Chaque année, la période du Djengi chez les pygmées est toujours caractérisée par des tensions avec l’administration. Les premiers ne voulant pas célébrer leur culture au rabais tandis que le second veut appliquer la législation en matière de protection de la faune et de la flore. Pourtant, la Déclaration des Nations Unies sur les droits des peuples autochtones dispose que « Les peuples autochtones ont le droit de maintenir et de renforcer leurs institutions politiques, juridiques, économiques, sociales et culturelles distinctes, tout en conservant le droit, si tel est leur choix, de participer pleinement à la vie politique, économique, sociale et culturelle de l’État. »

Vide juridique national

Le Cameroun ayant signé et ratifié la Convention sur le commerce international des espèces de faune et de flore sauvages menacées d’extinction (CITES) a renforcé cet instrument juridique par une solide réglementation nationale en la matière. La Loi n° 94/01 du 20 janvier 1994 portant régime des forêts, de la faune et la pêche en est une illustration. Cette loi est restée jusqu’ici révolutionnaire en la matière dans la sous région Afrique centrale. Mais alors, l’une des principales contraintes à la gestion durable de la faune au Cameroun reste liée aux difficultés pratiques de mise en application de cette loi.

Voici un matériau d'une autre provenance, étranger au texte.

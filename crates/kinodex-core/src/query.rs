//! Query state for a single resolution.
//!
//! A [`TitleQuery`] owns the raw title text plus the masking flags, and
//! memoizes every derived form (stripped seasons, normalized text,
//! compiled mask) so each is computed at most once no matter how many
//! resolution stages ask for it.

use kinodex_parse::{normalize, strip_seasons};

pub use kinodex_parse::{Episodes, SeasonMap};

use crate::mask::Mask;

#[derive(Debug, Clone)]
pub struct TitleQuery {
    raw: String,
    /// Apply category masking at all.
    pub mask_enabled: bool,
    /// Look for a video game instead of a film or show.
    pub video_game: bool,
    normalized: Option<String>,
    mask: Option<Mask>,
    seasons: Option<SeasonMap>,
}

impl TitleQuery {
    pub fn new(raw: impl Into<String>) -> Self {
        Self {
            raw: raw.into(),
            mask_enabled: false,
            video_game: false,
            normalized: None,
            mask: None,
            seasons: None,
        }
    }

    /// The query text as it currently stands: as supplied, minus any
    /// spans season extraction has stripped.
    pub fn raw(&self) -> &str {
        &self.raw
    }

    /// Normalized form of the title, computed on first use.
    ///
    /// Queries always normalize in extended mode: filler words carry no
    /// signal on the probing side.
    pub fn normalized_title(&mut self) -> &str {
        if self.normalized.is_none() {
            self.normalized = Some(normalize(&self.raw, true));
        }
        self.normalized.as_deref().unwrap_or_default()
    }

    /// Category mask for this query's flags, built on first use.
    pub fn mask(&mut self) -> &Mask {
        let enabled = self.mask_enabled;
        let game = self.video_game;
        self.mask.get_or_insert_with(|| Mask::for_flags(enabled, game))
    }

    /// Pull season and episode markers out of the title.
    ///
    /// The matched spans are stripped from the text later stages see,
    /// so "Show S02E04" goes on to resolve as "Show". Scanned once;
    /// repeat calls return the same map.
    pub fn seasons(&mut self) -> &SeasonMap {
        if self.seasons.is_none() {
            // Stripping rewrites the text, so a memoized normalization
            // is stale.
            self.normalized = None;
            self.seasons = Some(strip_seasons(&mut self.raw));
        }
        self.seasons.get_or_insert_with(SeasonMap::default)
    }
}

#[cfg(test)]
mod tests {
    use super::*;
    use crate::mask::MaskMode;

    #[test]
    fn normalization_is_stable_across_calls() {
        let mut query = TitleQuery::new("Some.Title.2003.XviD-GROUP");
        let first = query.normalized_title().to_owned();
        assert_eq!(first, "some title 2003");
        assert_eq!(query.normalized_title(), first);
    }

    #[test]
    fn raw_text_is_untouched_by_normalization() {
        let mut query = TitleQuery::new("The Movie (2011)");
        query.normalized_title();
        assert_eq!(query.raw(), "The Movie (2011)");
    }

    #[test]
    fn mask_follows_flags() {
        let mut query = TitleQuery::new("some game");
        query.mask_enabled = true;
        query.video_game = true;
        assert_eq!(query.mask().mode(), MaskMode::VideoGame);

        let mut plain = TitleQuery::new("some film");
        assert_eq!(plain.mask().mode(), MaskMode::None);
    }

    #[test]
    fn season_extraction_strips_the_query_text() {
        let mut query = TitleQuery::new("Show.Name.S02E04.HDTV.XviD");
        assert_eq!(query.seasons().len(), 1);
        assert!(query.seasons().get(2).is_some());
        assert_eq!(query.normalized_title(), "show name");
    }

    #[test]
    fn seasons_after_normalization_recompute_the_title() {
        let mut query = TitleQuery::new("Show.Name.S02E04.HDTV");
        assert_eq!(query.normalized_title(), "show name s02e04");
        query.seasons();
        assert_eq!(query.normalized_title(), "show name");
    }
}
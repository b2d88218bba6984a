mod noise;
pub mod normalize;
pub mod seasons;

pub use normalize::normalize;
pub use seasons::{extract_seasons, strip_seasons, Episodes, SeasonMap};
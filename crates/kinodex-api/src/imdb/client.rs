use std::time::Duration;

use reqwest::header::{HeaderMap, HeaderValue, ACCEPT_LANGUAGE};
use reqwest::Client;
use tracing::debug;

use kinodex_core::config::ProviderConfig;
use kinodex_core::provider::{ResultBlock, SearchProvider, TitleId};

use super::error::ImdbError;
use super::types::{parse_title_href, FindResponse, FindSection};

const BASE_URL: &str = "https://www.imdb.com";

/// IMDb find-endpoint client.
pub struct ImdbClient {
    base_url: String,
    http: Client,
}

impl ImdbClient {
    pub fn new() -> Self {
        Self {
            base_url: BASE_URL.to_owned(),
            http: Client::new(),
        }
    }

    /// Client honoring the configured host, timeout and result language.
    pub fn with_config(config: &ProviderConfig) -> Result<Self, ImdbError> {
        let mut headers = HeaderMap::new();
        headers.insert(
            ACCEPT_LANGUAGE,
            HeaderValue::from_str(&config.accept_language)
                .map_err(|e| ImdbError::Parse(e.to_string()))?,
        );
        let http = Client::builder()
            .timeout(Duration::from_secs(config.timeout_secs))
            .default_headers(headers)
            .build()?;
        Ok(Self {
            base_url: config.base_url.trim_end_matches('/').to_owned(),
            http,
        })
    }

    async fn check_response(resp: reqwest::Response) -> Result<reqwest::Response, ImdbError> {
        if resp.status().is_success() {
            Ok(resp)
        } else {
            let status = resp.status().as_u16();
            let body = resp.text().await.unwrap_or_default();
            Err(ImdbError::Api {
                status,
                message: body,
            })
        }
    }

    async fn find(&self, query: &str) -> Result<FindResponse, ImdbError> {
        let resp = self
            .http
            .get(format!("{}/find", self.base_url))
            .header("Accept", "application/json")
            .query(&[("s", "tt"), ("q", query)])
            .send()
            .await?;

        let resp = Self::check_response(resp).await?;
        resp.json()
            .await
            .map_err(|e| ImdbError::Parse(e.to_string()))
    }
}

impl Default for ImdbClient {
    fn default() -> Self {
        Self::new()
    }
}

impl SearchProvider for ImdbClient {
    type Error = ImdbError;

    async fn find_direct(&self, query: &str) -> Result<Option<TitleId>, ImdbError> {
        let found = self.find(query).await?;
        Ok(found.canonical.as_deref().and_then(parse_title_href))
    }

    async fn find_candidates(&self, query: &str) -> Result<Vec<ResultBlock>, ImdbError> {
        let found = self.find(query).await?;
        let blocks: Vec<ResultBlock> = found
            .sections
            .into_iter()
            .map(FindSection::into_result_block)
            .collect();
        debug!(blocks = blocks.len(), "find listing fetched");
        Ok(blocks)
    }
}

La lutte contre le braconnage menée jusqu’ici sur le terrain se résume aux emprisonnements des contrevenants, les saisies de gibiers sur les ventes aux enchères des produits issus de la contrebande, etc. C’est pour cela qu’elle reste aujourd’hui mal perçue par les villageois autochtones qui se voient « injustement » privés d’un produit essentiel et vital pour leur communauté. En élaborant ainsi les politiques en matière de gestion des forêts et d’environnement au Cameroun, le législateur a omis de reconnaître explicitement un droit spécifique aux peuples autochtones sur les espèces protégées. Le législateur devrait accorder une reconnaissance et une protection juridiques aux us, coutumes et traditions des pygmées Baka, notamment du Djengi.

Au delà de disposer d’un permis ou une licence de chasse pour avoir accès à la ressource faunique, le législateur devrait reconnaître aux populations pygmées Baka le droit de procéder à l’abattage d’un éléphant dans le cadre de l’exécution d’un rituel annuel s’inscrivant dans leurs us et coutumes. La seule dérogation admise par la loi en ce qui concerne l’exigence du permis ou d’une licence d’exploiter les produits fauniques concerne la chasse dite traditionnelle définie comme celle faite au moyen d’outils confectionnés à partir de matériaux d’origine végétale. Nulle part il n’est reconnu aux pygmées le droit de disposer d’un éléphant chaque année au cours des festivités du Djengi, ce qui est une entorse à la valorisation de leur culture tel qu’énoncé dans la Déclaration des Nations Unies sur les droits des peuples autochtones. Malgré toutes les dispositions réglementaires prises par le Cameroun en vue de résoudre le problème d’abattage sauvage d’animaux protégés, il subsiste encore un certain nombre de problème qui ne peuvent être résolus qu’en conciliant les us et coutumes et les lois de protection de la faune et de la flore.